Thursday, November 29, 2007

Is Your Parent Over-medicated?

Overmedication and adverse interaction of drugs are a common problem for older people.Older adults may not need the same dose of medication they have taken for many years due to changes in the body. For example, the body rids of many medications through the kidneys, but kidney function decreases with age. The medication dose does not leave the bloodstream at the same rate, so the blood levels can creep upward, resulting in over-medication.

Also, many drugs have interactions with food or other drugs in older people that would not occur in younger persons. And, prescription drugs can interact with over-the-counter medications to create a serious health problem.

Problems with medication can occur because the patient lacks adequate information to make informed choices about their schedule for taking presciption drugs, or over-the-counter medications. Patients do not always receive adequate information about drug interactions, and patients often do not ask enough questions about side effects or interactions which may occur.

Overmedication can occur when several physicians prescribe drugs for a patient, and are unaware of other medications the patient is taking. Problems can also arise when there is no system in place to ensure that medications are taken as prescribed.

Possible side effects of overmedication may include:

Slowed reaction: speech, movement and thought
Increased confusion
Unsteady gait
Dry mouth
Blurry vision
Increased agitation
Uncontrollable repetitive movement of the tongue, feet, hands and trunk

If you notice any of these changes, or changes in the overall well-being
of your parent, you may want to suggest that they schedule an appointment with their doctor. In order for this appointment to be successful, your parent should take with them a list of all drugs — prescribed and over-the-counter — they are currently taking.

The pharmacist is also an excellent source of information about drugs and should be consulted as well as the physician. A pharmacist can discuss not only possible interactions and problems with a medication, but suggest strategies for managing medication as well. Your pharmacist can advise you and your parent if a visit to the physician and a review of medication is needed.
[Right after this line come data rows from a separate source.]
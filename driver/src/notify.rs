use kernel::interface::notify::{DependOnLoanNotifier, LoanNotice, LoanNotifier};
use kernel::KernelError;

use crate::database::PostgresDatabase;
use crate::error::ConvertError;

/// Emits notices on the log stream. Actual delivery (mail, push) hangs off
/// this interface; the committed transition never waits for it.
pub struct TracingLoanNotifier;

#[async_trait::async_trait]
impl LoanNotifier for TracingLoanNotifier {
    async fn publish(&self, notice: &LoanNotice) -> error_stack::Result<(), KernelError> {
        let payload = serde_json::to_string(notice).convert_error()?;
        tracing::info!(target: "loan_notice", "{payload}");
        Ok(())
    }
}

impl DependOnLoanNotifier for PostgresDatabase {
    type LoanNotifier = TracingLoanNotifier;
    fn loan_notifier(&self) -> &Self::LoanNotifier {
        &TracingLoanNotifier
    }
}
1. Help your parent make a list of prescriptions and over-the-counter medications they are currently taking. Go through their medicine cabinet and kitchen shelves with your parents and throw out all outdated prescriptions and medications.

2. Make sure that they are only getting their prescriptions filled at one pharmacy or, if they are using a mail-away service, that anyone filling their prescriptions has the complete list of medications in their file.

3. Remind them to discuss any new prescriptions with their pharmacist to make sure they understand the possible side effects, possible interactions, and that the pharmacist has added it to their file.